Effective February 1, 2006 the stock option vesting policies of the Board of
Directors include expiry dates five years from the date of grant, with the
following provisions:

     o    Senior management's new option grants vest on the basis of 1/16th of
          the total each quarter (from grant date), with such vesting being
          accelerated based on the attainment of clearly identified milestones.
     o    Non-management directors' new option grants vest on the basis of
          1/16th of the total each quarter from the grant date.
     o    All other options grants vest on the basis of 50% of the total
          granted after 12 months from the grant date, 75% of the total granted
          after 18 months from the grant date and 100% of the total granted
          after 24 months from the grant date.

Mirador Project

Corriente is moving towards construction of a starter mining operation at its
Mirador copper-gold operation, which is believed to be one of the few new,
sizeable copper projects available for near-term production.


                                 Page 4 of 14


Environmental Impact Assessment
-------------------------------
Corriente announced on May 4, 2006 that the Mirador copper project
Environmental Impact Assessment (EIA) was approved by the Ecuadorian Ministry
of Energy and Mining (MEM).

The Sub-Secretary of the MEM, Mr.
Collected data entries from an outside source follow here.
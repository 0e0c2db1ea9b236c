//! Office-term resolution: localized titles plus latest, current and
//! historically active role lookup.

use crate::congress::{Chamber, Lang, RoleRecord};

use super::error::DerivationError;

/// Territories whose House members are non-voting delegates.
const DELEGATE_STATES: &[&str] = &["MP", "GU", "AS", "VI", "PI", "DK", "DC"];

/// A role with its locale-dependent display fields.
#[derive(Debug, Clone, PartialEq, Eq)]
pub struct ResolvedRole {
    pub role: RoleRecord,
    /// Short title ("Rep.", "Sen.")
    pub title: &'static str,
    /// Full title ("Representative", "Resident Commissioner")
    pub title_long: &'static str,
    pub role_type_display: &'static str,
    /// Upper-chamber class ("Class 2", "第2組")
    pub senator_class_display: Option<String>,
}

/// Annotate a single role for `lang`.
#[must_use]
pub fn resolve_role(role: &RoleRecord, lang: Lang) -> ResolvedRole {
    let zh = lang == Lang::Zh;
    let pick = |en: &'static str, zh_text: &'static str| if zh { zh_text } else { en };

    let (title, title_long, role_type_display, senator_class_display) = match role.chamber {
        Chamber::House => {
            let (title, title_long) = if role.state == "PR" {
                (pick("Commish.", "居民代表"), pick("Resident Commissioner", "居民代表"))
            } else if DELEGATE_STATES.contains(&role.state.as_str()) {
                (pick("Rep.", "國會代表"), pick("Delegate", "委任代表"))
            } else {
                (pick("Rep.", "眾議員"), pick("Representative", "眾議員"))
            };
            (title, title_long, pick("Representative", "眾議員"), None)
        }
        Chamber::Senate => {
            let class = role
                .senator_class
                .map(|n| if zh { format!("第{n}組") } else { format!("Class {n}") });
            (
                pick("Sen.", "參議員"),
                pick("Senator", "參議員"),
                pick("Senator", "參議員"),
                class,
            )
        }
    };

    ResolvedRole {
        role: role.clone(),
        title,
        title_long,
        role_type_display,
        senator_class_display,
    }
}

/// Annotate every role for `lang`, keeping the fetched order.
#[must_use]
pub fn resolve_roles(roles: &[RoleRecord], lang: Lang) -> Vec<ResolvedRole> {
    roles.iter().map(|role| resolve_role(role, lang)).collect()
}

/// The role with the greatest end date. The first one wins a tie.
#[must_use]
pub fn latest_role(roles: &[ResolvedRole]) -> Option<&ResolvedRole> {
    roles.iter().reduce(|best, candidate| {
        if candidate.role.end_date > best.role.end_date {
            candidate
        } else {
            best
        }
    })
}

/// The latest role, if it has not ended before `now_ms`.
#[must_use]
pub fn current_role(roles: &[ResolvedRole], now_ms: i64) -> Option<&ResolvedRole> {
    latest_role(roles).filter(|latest| latest.role.end_date >= now_ms)
}

/// The role whose `[start_date, end_date)` contains `timestamp`.
///
/// # Errors
///
/// Returns [`DerivationError::NoActiveRole`] when no role covers `timestamp`.
pub fn role_active_at<'a>(
    roles: &'a [ResolvedRole],
    timestamp: i64,
    member_id: &str,
) -> Result<&'a ResolvedRole, DerivationError> {
    roles
        .iter()
        .find(|r| r.role.start_date <= timestamp && timestamp < r.role.end_date)
        .ok_or_else(|| DerivationError::NoActiveRole {
            id: member_id.to_string(),
            timestamp,
        })
}
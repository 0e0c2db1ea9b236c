//! Static card assets, loaded once at startup and shared read-only.

use std::path::{Path, PathBuf};

use base64::{engine::general_purpose::STANDARD, Engine as _};
use cc_render::Template;
use thiserror::Error;

use super::pipeline::EntityKind;
use super::states::StateTable;

pub const MEMBER_TEMPLATE_FILE: &str = "member-card-template.svg";
pub const BILL_TEMPLATE_FILE: &str = "bill-card-template.svg";
pub const DEFAULT_AVATAR_FILE: &str = "default-avatar.png";
pub const FB_ICON_FILE: &str = "icon-fb.png";
pub const IG_ICON_FILE: &str = "icon-ig.png";
pub const LINE_ICON_FILE: &str = "icon-line.png";
pub const STATES_FILE: &str = "states.json";

#[derive(Debug, Error)]
pub enum AssetError {
    #[error("failed to read asset {}: {source}", path.display())]
    Read {
        path: PathBuf,
        #[source]
        source: std::io::Error,
    },

    #[error("asset {} is not valid UTF-8", path.display())]
    Utf8 { path: PathBuf },

    #[error("invalid state table {}: {source}", path.display())]
    StateTable {
        path: PathBuf,
        #[source]
        source: serde_json::Error,
    },
}

/// Templates, pre-encoded images and the state table.
#[derive(Debug, Clone)]
pub struct CardAssets {
    pub member_template: Template,
    pub bill_template: Template,
    /// Data URI of the avatar used when a member has no usable picture
    pub default_avatar: String,
    pub fb_icon: String,
    pub ig_icon: String,
    pub line_icon: String,
    pub states: StateTable,
}

impl CardAssets {
    /// Load every asset from `dir`.
    ///
    /// # Errors
    ///
    /// Returns [`AssetError`] if a file is missing or malformed.
    pub async fn load(dir: &Path) -> Result<Self, AssetError> {
        let states_path = dir.join(STATES_FILE);
        let states_json = read_text(&states_path).await?;
        let states =
            StateTable::from_json(&states_json).map_err(|source| AssetError::StateTable {
                path: states_path,
                source,
            })?;

        let assets = Self {
            member_template: Template::new(read_text(&dir.join(MEMBER_TEMPLATE_FILE)).await?),
            bill_template: Template::new(read_text(&dir.join(BILL_TEMPLATE_FILE)).await?),
            default_avatar: data_uri(&read_bytes(&dir.join(DEFAULT_AVATAR_FILE)).await?),
            fb_icon: data_uri(&read_bytes(&dir.join(FB_ICON_FILE)).await?),
            ig_icon: data_uri(&read_bytes(&dir.join(IG_ICON_FILE)).await?),
            line_icon: data_uri(&read_bytes(&dir.join(LINE_ICON_FILE)).await?),
            states,
        };
        tracing::info!(dir = %dir.display(), states = assets.states.len(), "card assets loaded");
        Ok(assets)
    }

    /// The unpopulated template for `kind`.
    #[must_use]
    pub const fn template(&self, kind: EntityKind) -> &Template {
        match kind {
            EntityKind::Member => &self.member_template,
            EntityKind::Bill => &self.bill_template,
        }
    }
}

async fn read_bytes(path: &Path) -> Result<Vec<u8>, AssetError> {
    tokio::fs::read(path).await.map_err(|source| AssetError::Read {
        path: path.to_path_buf(),
        source,
    })
}

async fn read_text(path: &Path) -> Result<String, AssetError> {
    String::from_utf8(read_bytes(path).await?).map_err(|_| AssetError::Utf8 {
        path: path.to_path_buf(),
    })
}

/// Inline image data URI. JPEG is recognized by its magic bytes; anything
/// else is labeled PNG.
#[must_use]
pub fn data_uri(bytes: &[u8]) -> String {
    let mime = if bytes.starts_with(&[0xFF, 0xD8, 0xFF]) {
        "image/jpeg"
    } else {
        "image/png"
    };
    format!("data:{mime};base64,{}", STANDARD.encode(bytes))
}
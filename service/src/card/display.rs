//! Pure display-field derivation: area codes, party labels, colors, title
//! sentences, dates and text wrapping.

use chrono::DateTime;

use crate::congress::{ActionRecord, Lang, RoleRecord};

use super::error::DerivationError;

/// Fixed civic-data display offset (UTC-5), independent of the host timezone.
const DISPLAY_OFFSET_MS: i64 = -5 * 60 * 60 * 1000;

/// Maximum characters per wrapped last-bill line.
pub const LINE_WIDTH: usize = 74;
/// Number of wrapped last-bill lines on a member card.
pub const MAX_LINES: usize = 3;

const ELLIPSIS: &str = " ...";

pub const REPUBLICAN_COLOR: &str = "#e73a48";
pub const DEMOCRAT_COLOR: &str = "#4b8fea";
pub const NEUTRAL_COLOR: &str = "#4a4a4a";

/// The district of a role, treating `0` as at-large.
#[must_use]
pub fn district(role: &RoleRecord) -> Option<u32> {
    role.district.filter(|d| *d != 0)
}

/// `"CA-12"` for a House district, `"CA"` otherwise.
#[must_use]
pub fn area_code(role: &RoleRecord) -> String {
    match district(role) {
        Some(d) => format!("{}-{d}", role.state),
        None => role.state.clone(),
    }
}

/// Party name, translated for Chinese when a translation exists.
#[must_use]
pub fn party_label(party: Option<&str>, lang: Lang) -> String {
    let party = party.unwrap_or_default();
    match (lang, party) {
        (Lang::Zh, "Republican") => "共和黨".to_string(),
        (Lang::Zh, "Democrat") => "民主黨".to_string(),
        _ => party.to_string(),
    }
}

#[must_use]
pub fn avatar_color(party: Option<&str>) -> &'static str {
    match party {
        Some("Republican") => REPUBLICAN_COLOR,
        Some("Democrat") => DEMOCRAT_COLOR,
        _ => NEUTRAL_COLOR,
    }
}

/// `"{n}th"` for every number, matching the wording the cards have always used.
#[must_use]
pub fn nth(n: u32) -> String {
    format!("{n}th")
}

/// One-sentence description of an office, e.g.
/// "Representative for California's 12th congressional district" or "加州第12區眾議員".
#[must_use]
pub fn title_sentence(title_long: &str, state_name: &str, district: Option<u32>, lang: Lang) -> String {
    match (lang, district) {
        (Lang::Zh, Some(d)) => format!("{state_name}第{d}區{title_long}"),
        (Lang::Zh, None) => format!("{state_name}{title_long}"),
        (Lang::En, Some(d)) => format!(
            "{title_long} for {state_name}'s {} congressional district",
            nth(d)
        ),
        (Lang::En, None) => format!("{title_long} for {state_name}"),
    }
}

#[must_use]
pub fn congress_display(congress: u32, lang: Lang) -> String {
    match lang {
        Lang::En => nth(congress),
        Lang::Zh => format!("{congress}屆"),
    }
}

/// `MM/DD/YYYY` at UTC-5.
///
/// # Errors
///
/// Returns [`DerivationError::InvalidTimestamp`] if `epoch_ms` is outside
/// the representable date range.
pub fn format_date(epoch_ms: i64) -> Result<String, DerivationError> {
    epoch_ms
        .checked_add(DISPLAY_OFFSET_MS)
        .and_then(DateTime::from_timestamp_millis)
        .map(|shifted| shifted.format("%m/%d/%Y").to_string())
        .ok_or(DerivationError::InvalidTimestamp(epoch_ms))
}

/// Name parts joined by single spaces, skipping absent or blank parts.
#[must_use]
pub fn member_name(first: Option<&str>, middle: Option<&str>, last: Option<&str>) -> String {
    [first, middle, last]
        .into_iter()
        .flatten()
        .map(str::trim)
        .filter(|part| !part.is_empty())
        .collect::<Vec<_>>()
        .join(" ")
}

/// Wrap `text` into [`MAX_LINES`] lines of at most [`LINE_WIDTH`] characters.
///
/// Text that needs more lines is cut after the third, whose last four
/// characters become `" ..."`.
#[must_use]
pub fn multi_lines(text: &str) -> [String; MAX_LINES] {
    let chars: Vec<char> = text.chars().collect();
    let chunks: Vec<String> = chars
        .chunks(LINE_WIDTH)
        .map(|chunk| chunk.iter().collect())
        .collect();

    let mut lines: [String; MAX_LINES] = Default::default();
    for (line, chunk) in lines.iter_mut().zip(chunks.iter()) {
        line.clone_from(chunk);
    }

    if chunks.len() > MAX_LINES {
        let last = &mut lines[MAX_LINES - 1];
        let keep = last.chars().count().saturating_sub(ELLIPSIS.len());
        *last = last.chars().take(keep).collect::<String>() + ELLIPSIS;
    }
    lines
}

/// Party-line vote share with two significant digits, e.g. `"96%"`, `"5.2%"`.
/// Anything that would round to 100 renders as `"100%"`.
#[must_use]
#[allow(
    clippy::cast_possible_truncation,
    clippy::cast_sign_loss,
    clippy::float_cmp
)]
pub fn vote_percent(pct: f64) -> String {
    if pct >= 99.5 {
        return "100%".to_string();
    }
    if pct == 0.0 {
        return "0.0%".to_string();
    }

    let magnitude = pct.abs().log10().floor() as i32;
    let mut decimals = (1 - magnitude).max(0) as usize;
    let scale = 10f64.powi(decimals as i32);
    if decimals > 0 && (pct.abs() * scale).round() / scale >= 10f64.powi(magnitude + 1) {
        decimals -= 1;
    }
    format!("{pct:.decimals$}%")
}

/// The action with the greatest timestamp. The first one wins a tie.
#[must_use]
pub fn latest_action(actions: &[ActionRecord]) -> Option<&ActionRecord> {
    actions.iter().reduce(|best, candidate| {
        if candidate.datetime > best.datetime {
            candidate
        } else {
            best
        }
    })
}

/// Action description up to its first sentence break.
#[must_use]
pub fn action_headline(description: &str) -> &str {
    description.split('.').next().unwrap_or_default()
}
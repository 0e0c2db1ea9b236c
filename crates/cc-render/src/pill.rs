//! Pill badges laid out left to right across the top of a card.
//!
//! Every visible pill is measured, then placed [`PILL_GAP`] pixels after the
//! previous one's advance. A flag pill that is not present renders nothing
//! and takes no room in the row.

use futures::future::try_join_all;

use crate::measure::{FontSpec, MeasureError, TextMeasurer};

/// Horizontal offset of the first pill.
pub const PILL_LEFT_MARGIN: f32 = 40.0;
/// Space between one pill's advance and the next pill.
pub const PILL_GAP: f32 = 30.0;

const PILL_TOP: f32 = 40.0;
const PILL_HEIGHT: f32 = 44.0;
const PILL_RADIUS: f32 = 20.0;
const TEXT_INSET: f32 = 20.0;
const TEXT_BASELINE: f32 = 30.0;
const ADVANCE_PADDING: f32 = 15.0;

/// What a pill shows.
#[derive(Debug, Clone, PartialEq, Eq)]
pub enum PillInput {
    /// A grey badge carrying a text value.
    Labeled { text: String },
    /// A green badge that is only drawn when `present` is true.
    Flag { present: bool, text: String },
}

impl PillInput {
    pub fn labeled(text: impl Into<String>) -> Self {
        Self::Labeled { text: text.into() }
    }

    pub fn flag(present: bool, text: impl Into<String>) -> Self {
        Self::Flag {
            present,
            text: text.into(),
        }
    }

    fn visible_text(&self) -> Option<&str> {
        match self {
            Self::Labeled { text } => Some(text),
            Self::Flag { present: true, text } => Some(text),
            Self::Flag { present: false, .. } => None,
        }
    }

    const fn style(&self) -> PillStyle {
        match self {
            Self::Labeled { .. } => PillStyle {
                background: "#E1E1E1",
                foreground: "#4A4A4A",
                weight: 500,
            },
            Self::Flag { .. } => PillStyle {
                background: "#40C057",
                foreground: "#FFFFFF",
                weight: 400,
            },
        }
    }
}

struct PillStyle {
    background: &'static str,
    foreground: &'static str,
    weight: u16,
}

/// Horizontal offsets for a row of pills with the given advances.
#[must_use]
pub fn layout_offsets(advances: &[f32]) -> Vec<f32> {
    advances
        .iter()
        .scan(PILL_LEFT_MARGIN, |x, advance| {
            let offset = *x;
            *x += advance + PILL_GAP;
            Some(offset)
        })
        .collect()
}

/// Measure and lay out `pills`, returning the concatenated SVG markup.
///
/// Widths are measured concurrently; offsets are folded afterwards in order.
///
/// # Errors
///
/// Returns the first [`MeasureError`] raised by `measurer`.
pub async fn compose_pills(
    measurer: &dyn TextMeasurer,
    font: &FontSpec,
    pills: &[(&str, PillInput)],
) -> Result<String, MeasureError> {
    let visible: Vec<(&str, &str, PillStyle)> = pills
        .iter()
        .filter_map(|(id, input)| input.visible_text().map(|text| (*id, text, input.style())))
        .collect();

    let widths = try_join_all(
        visible
            .iter()
            .map(|(_, text, _)| measurer.measure(text, font)),
    )
    .await?;

    let advances: Vec<f32> = widths
        .iter()
        .map(|width| width + 2.0 * ADVANCE_PADDING)
        .collect();
    let offsets = layout_offsets(&advances);

    let markup = visible
        .iter()
        .zip(widths.iter().zip(offsets))
        .map(|((id, text, style), (width, dx))| pill_markup(id, text, style, *width, dx, font))
        .collect();
    Ok(markup)
}

fn pill_markup(id: &str, text: &str, style: &PillStyle, width: f32, dx: f32, font: &FontSpec) -> String {
    format!(
        r#"
      <g id="{id}" transform="translate({dx}, {PILL_TOP})">
        <rect fill="{bg}" fill-rule="evenodd" x="0" y="0" width="{rect_width}" height="{PILL_HEIGHT}" rx="{PILL_RADIUS}"></rect>
        <text fill="none" font-family="{family}" font-size="{size}" font-weight="{weight}">
          <tspan x="{TEXT_INSET}" y="{TEXT_BASELINE}" fill="{fg}">{text}</tspan>
        </text>
      </g>"#,
        id = htmlize::escape_attribute(id),
        bg = style.background,
        fg = style.foreground,
        rect_width = width + 2.0 * TEXT_INSET,
        family = htmlize::escape_attribute(font.family.as_str()),
        size = font.size,
        weight = style.weight,
        text = htmlize::escape_text(text),
    )
}
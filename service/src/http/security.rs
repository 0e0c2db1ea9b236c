//! Cross-origin policy and hardening headers for card responses.
//!
//! Cards are plain images that other sites hot-link, so the defaults allow
//! cross-origin embedding while refusing to run anything inside the SVG.

use std::sync::Arc;

use axum::{
    extract::Request,
    http::{
        header::{
            InvalidHeaderValue, CONTENT_SECURITY_POLICY, STRICT_TRANSPORT_SECURITY,
            X_CONTENT_TYPE_OPTIONS, X_FRAME_OPTIONS,
        },
        HeaderMap, HeaderName, HeaderValue, Method,
    },
    middleware::Next,
    response::Response,
    Extension,
};
use tower_http::cors::{AllowOrigin, Any, CorsLayer};

use crate::config::{CorsConfig, SecurityHeadersConfig};

const CROSS_ORIGIN_RESOURCE_POLICY: HeaderName =
    HeaderName::from_static("cross-origin-resource-policy");

/// Build the CORS layer for the card routes.
///
/// `"*"` allows any origin; an empty list blocks cross-origin requests.
#[must_use]
pub fn build_cors_layer(config: &CorsConfig) -> CorsLayer {
    let origins = &config.allowed_origins;

    let allow_origin = match origins.as_slice() {
        [] => {
            tracing::info!("no CORS origins configured, cross-origin requests are blocked");
            AllowOrigin::list(Vec::<HeaderValue>::new())
        }
        _ if origins.iter().any(|o| o == "*") => {
            tracing::warn!("CORS allows any origin");
            AllowOrigin::any()
        }
        _ => {
            let mut allowed = Vec::with_capacity(origins.len());
            for origin in origins {
                match HeaderValue::from_str(origin) {
                    Ok(value) => allowed.push(value),
                    Err(_) => tracing::warn!(%origin, "skipping unusable CORS origin"),
                }
            }
            tracing::info!(?origins, "CORS origins configured");
            AllowOrigin::list(allowed)
        }
    };

    CorsLayer::new()
        .allow_methods([Method::GET, Method::OPTIONS])
        .allow_headers(Any)
        .allow_origin(allow_origin)
}

/// Headers stamped onto every response, resolved once at startup.
#[derive(Debug, Clone)]
pub struct SecurityHeaders(Arc<HeaderMap>);

impl SecurityHeaders {
    /// Resolve the configured header values.
    ///
    /// # Errors
    /// Returns an error if a configured value is not a legal header value.
    pub fn from_config(config: &SecurityHeadersConfig) -> Result<Self, InvalidHeaderValue> {
        let mut headers = HeaderMap::new();
        headers.insert(X_CONTENT_TYPE_OPTIONS, HeaderValue::from_static("nosniff"));
        headers.insert(
            X_FRAME_OPTIONS,
            HeaderValue::from_str(&config.frame_options.to_uppercase())?,
        );
        headers.insert(
            CONTENT_SECURITY_POLICY,
            HeaderValue::from_str(&config.content_security_policy)?,
        );
        headers.insert(
            CROSS_ORIGIN_RESOURCE_POLICY,
            HeaderValue::from_str(&config.resource_policy)?,
        );
        if let Some(max_age) = config.hsts_max_age {
            headers.insert(
                STRICT_TRANSPORT_SECURITY,
                HeaderValue::from_str(&format!("max-age={max_age}"))?,
            );
        }
        Ok(Self(Arc::new(headers)))
    }

    fn apply(&self, target: &mut HeaderMap) {
        for (name, value) in self.0.iter() {
            target.insert(name.clone(), value.clone());
        }
    }
}

/// Middleware that copies the resolved [`SecurityHeaders`] onto each response.
///
/// Expects the headers as an `Extension` layered outside this middleware.
pub async fn security_headers_middleware(
    Extension(headers): Extension<SecurityHeaders>,
    request: Request,
    next: Next,
) -> Response {
    let mut response = next.run(request).await;
    headers.apply(response.headers_mut());
    response
}
//! Most recent sponsorship or cosponsorship of a member.
//!
//! Sponsored bills only come as ids, so their introduction dates are fetched
//! in batches of [`SPONSORED_BATCH_SIZE`]. Cosponsorships already carry their
//! date. Once the winner is known, one more fetch reads its code and title.

use futures::future::try_join_all;

use crate::congress::{
    fetch_record, fetch_records, BillDateRecord, BillHeadlineRecord, CongressApiClient,
    CosponsoredBillDate, Lang,
};

use super::bill_types::BillType;
use super::display::format_date;
use super::error::CardError;

/// Upper bound on ids per record request.
pub const SPONSORED_BATCH_SIZE: usize = 10;

const HEADLINE_FIELDS: &[&str] = &["title", "billType", "billNumber"];

#[derive(Debug, Clone, Copy, PartialEq, Eq)]
pub enum ActivityKind {
    Sponsored,
    Cosponsored,
}

/// A dated activity on one bill.
#[derive(Debug, Clone, PartialEq, Eq)]
pub struct Activity {
    pub bill_id: String,
    pub date: i64,
    pub kind: ActivityKind,
}

/// Rendered last action. Both parts are empty when the member has none.
#[derive(Debug, Clone, Default, PartialEq, Eq)]
pub struct LastAction {
    /// "H.R. 1 - For the People Act"
    pub summary: String,
    /// "(Sponsored on 01/03/2019)"
    pub time: String,
}

/// Activity with the greatest date. The first one wins a tie.
fn max_by_date(activities: impl IntoIterator<Item = Activity>) -> Option<Activity> {
    activities
        .into_iter()
        .reduce(|best, candidate| if candidate.date > best.date { candidate } else { best })
}

/// Pick the later of the latest sponsorship and latest cosponsorship.
///
/// A cosponsorship dated exactly at the latest sponsorship wins.
#[must_use]
pub fn pick_latest(sponsored: Option<Activity>, cosponsored: Option<Activity>) -> Option<Activity> {
    match (sponsored, cosponsored) {
        (Some(s), Some(c)) => Some(if s.date > c.date { s } else { c }),
        (s, c) => s.or(c),
    }
}

/// Resolve the member's last action and render it for `lang`.
///
/// # Errors
///
/// Any failed fetch, an unknown bill type, or an unrepresentable date.
pub async fn resolve_last_action(
    client: &dyn CongressApiClient,
    sponsored_ids: &[String],
    cosponsored: &[CosponsoredBillDate],
    lang: Lang,
) -> Result<LastAction, CardError> {
    let batches = sponsored_ids.chunks(SPONSORED_BATCH_SIZE).map(|ids| {
        fetch_records::<BillDateRecord>(client, ids, &["introducedDate"], lang)
    });
    let sponsored_dates = try_join_all(batches).await?;

    let latest_sponsored = max_by_date(sponsored_dates.into_iter().flatten().map(|bill| Activity {
        bill_id: bill.id,
        date: bill.introduced_date,
        kind: ActivityKind::Sponsored,
    }));
    let latest_cosponsored = max_by_date(cosponsored.iter().map(|entry| Activity {
        bill_id: entry.bill_id.clone(),
        date: entry.date,
        kind: ActivityKind::Cosponsored,
    }));

    let Some(winner) = pick_latest(latest_sponsored, latest_cosponsored) else {
        return Ok(LastAction::default());
    };
    tracing::debug!(bill_id = %winner.bill_id, kind = ?winner.kind, "last action resolved");

    let bill: BillHeadlineRecord =
        fetch_record(client, &winner.bill_id, HEADLINE_FIELDS, lang).await?;
    let bill_type = BillType::lookup(&bill.bill_type)?;
    let date = format_date(winner.date)?;

    Ok(LastAction {
        summary: format!("{} - {}", bill_type.code_display(&bill.bill_number), bill.title),
        time: activity_suffix(winner.kind, &date, lang),
    })
}

fn activity_suffix(kind: ActivityKind, date: &str, lang: Lang) -> String {
    match (lang, kind) {
        (Lang::En, ActivityKind::Sponsored) => format!("(Sponsored on {date})"),
        (Lang::En, ActivityKind::Cosponsored) => format!("(Cosponsored on {date})"),
        (Lang::Zh, ActivityKind::Sponsored) => format!("(於{date}提案)"),
        (Lang::Zh, ActivityKind::Cosponsored) => format!("(於{date}共同連署)"),
    }
}

#[cfg(test)]
mod tests {
    use super::*;

    fn activity(id: &str, date: i64, kind: ActivityKind) -> Activity {
        Activity {
            bill_id: id.to_string(),
            date,
            kind,
        }
    }

    #[test]
    fn later_sponsorship_wins() {
        let sponsored = max_by_date([
            activity("a", 100, ActivityKind::Sponsored),
            activity("b", 300, ActivityKind::Sponsored),
        ]);
        let cosponsored = max_by_date([activity("x", 200, ActivityKind::Cosponsored)]);
        let winner = pick_latest(sponsored, cosponsored).expect("winner");
        assert_eq!(winner.bill_id, "b");
        assert_eq!(winner.kind, ActivityKind::Sponsored);
    }

    #[test]
    fn tie_goes_to_cosponsorship() {
        let winner = pick_latest(
            Some(activity("a", 100, ActivityKind::Sponsored)),
            Some(activity("x", 100, ActivityKind::Cosponsored)),
        )
        .expect("winner");
        assert_eq!(winner.kind, ActivityKind::Cosponsored);
    }

    #[test]
    fn single_side_wins_alone() {
        assert_eq!(
            pick_latest(Some(activity("a", 1, ActivityKind::Sponsored)), None)
                .expect("winner")
                .bill_id,
            "a"
        );
        assert_eq!(
            pick_latest(None, Some(activity("x", 1, ActivityKind::Cosponsored)))
                .expect("winner")
                .bill_id,
            "x"
        );
        assert_eq!(pick_latest(None, None), None);
    }

    #[test]
    fn max_by_date_keeps_first_of_equal_dates() {
        let latest = max_by_date([
            activity("first", 5, ActivityKind::Cosponsored),
            activity("second", 5, ActivityKind::Cosponsored),
        ]);
        assert_eq!(latest.expect("latest").bill_id, "first");
    }

    #[test]
    fn suffixes_by_lang() {
        assert_eq!(
            activity_suffix(ActivityKind::Sponsored, "01/03/2019", Lang::En),
            "(Sponsored on 01/03/2019)"
        );
        assert_eq!(
            activity_suffix(ActivityKind::Cosponsored, "01/03/2019", Lang::En),
            "(Cosponsored on 01/03/2019)"
        );
        assert_eq!(
            activity_suffix(ActivityKind::Sponsored, "01/03/2019", Lang::Zh),
            "(於01/03/2019提案)"
        );
        assert_eq!(
            activity_suffix(ActivityKind::Cosponsored, "01/03/2019", Lang::Zh),
            "(於01/03/2019共同連署)"
        );
    }
}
Carlos Muirriagi, was quoted as stating
"Ecuador is extremely pleased about the EIA approval and our commitment is to
help mining companies like Corriente that are making it possible in the near
future for Ecuador to become a metal mining country".

The EIA covered both the environmental aspects of proposed mining operations in
Mirador and community and social plans associated with the same project. During
the lengthy preparation of the EIA, the company worked closely with the MEM to
ensure that the report met all required government guidelines and regulations.
The Mirador EIA is one of the most comprehensive documents on social and
environmental issues ever submitted to the Mines Ministry in Ecuador. The
submission of the EIA and subsequent approval followed an extensive
consultation process with local communities, that was carried out in late
November and early December 2005.

Engineering and Procurement
---------------------------
In March 2006, the company's wholly owned subsidiary, Ecuacorriente S.A. signed
a Letter of Award with SNC-Lavalin Chile S.A. (SNC-Chile), a member of the
SNC-Lavalin Group of Companies of Canada, for full Engineering and Procurement
Services for the start-up and expansion of the Mirador mine (Mirador Project).
SNC-Lavalin Chile's experienced engineering group has extensive mine design and
construction experience in South America, while overall, SNC-Lavalin is one of
the leading groups of engineering and construction companies in the world.
Additionally, Ecuacorriente S.A. engaged SNC-Lavalin Engineers & Constructors,
Inc. (SNC-Canada) to prepare an updated feasibility study for the Mirador
Project, which will incorporate the results of work done by SNC-Chile, the
company and/or its consultants.

SNC-Lavalin (TSX: SNC) is one of the leading groups of engineering and
construction companies in the world, a global leader in the ownership of
infrastructure, and in operations and maintenance services. The SNC-Lavalin
companies have offices across Canada and in 30 other countries around the world
and are currently working in some 100 countries.

Power
-----
In March 2006, the company announced that it signed a Letter of Intent (LOI)
with Hidroabanico S.A. to supply the 28.5 MW power needs of proposed mining
operations at the Mirador copper-gold project. The terms outlined in the LOI
propose a 10 year Power Purchase Agreement (PPA) with a proposed rate of
$0.05/kWh. The Hidroabanico facility has already been completed to a 15 MW
stage and an expansion is under way to its planned final size of 37.5 MW, with
completion slated for December 2006. The Hidroabanico facility is a
run-of-river design and provides "green" energy that qualifies for the carbon
credit program. The energy will be delivered through a dedicated line to the
mine, which will cost in the order of $US10 Million to construct and will be
included in the capital cost estimate for Mirador. As part of the LOI,
Hidroabanico will have the first right of opportunity to provide energy needs
for the planned 25,000 tpd to 50,000 tpd expansion at Mirador. A due diligence
review is presently underway at the site, which will be followed by final
negotiation of the PPA.



                                 Page 5 of 14



Since 1999, Ecuador has had a competitive wholesale electrical market operated
by Centro Nacional de Control de Energia (CENACE). The country's energy needs
are currently supplied by a combination of hydro and thermal suppliers, but
most new energy sources in Ecuador are hydro (such as the 230 MW San Francisco
Project currently under construction south of Quito). As part of the government
plan to grow energy supplies in Ecuador, a total of 146 new hydro projects over
1 MW have been identified which will provide potential new capacity of over
20,000 MW to the Ecuador energy market.

As a PPA with Hidroabanico will meet the energy needs at Mirador, Corriente is
planning no further development work at the Sabanilla run-of-river project.
Options for moving the Sabanilla project forward with local operators as a spot
power producer continue to be under review.

Personnel
---------
During the second quarter of 2006, Corriente added two new senior management
staff to its Ecuador operating group, focused on the development and operations
of the company's Mirador copper-gold project.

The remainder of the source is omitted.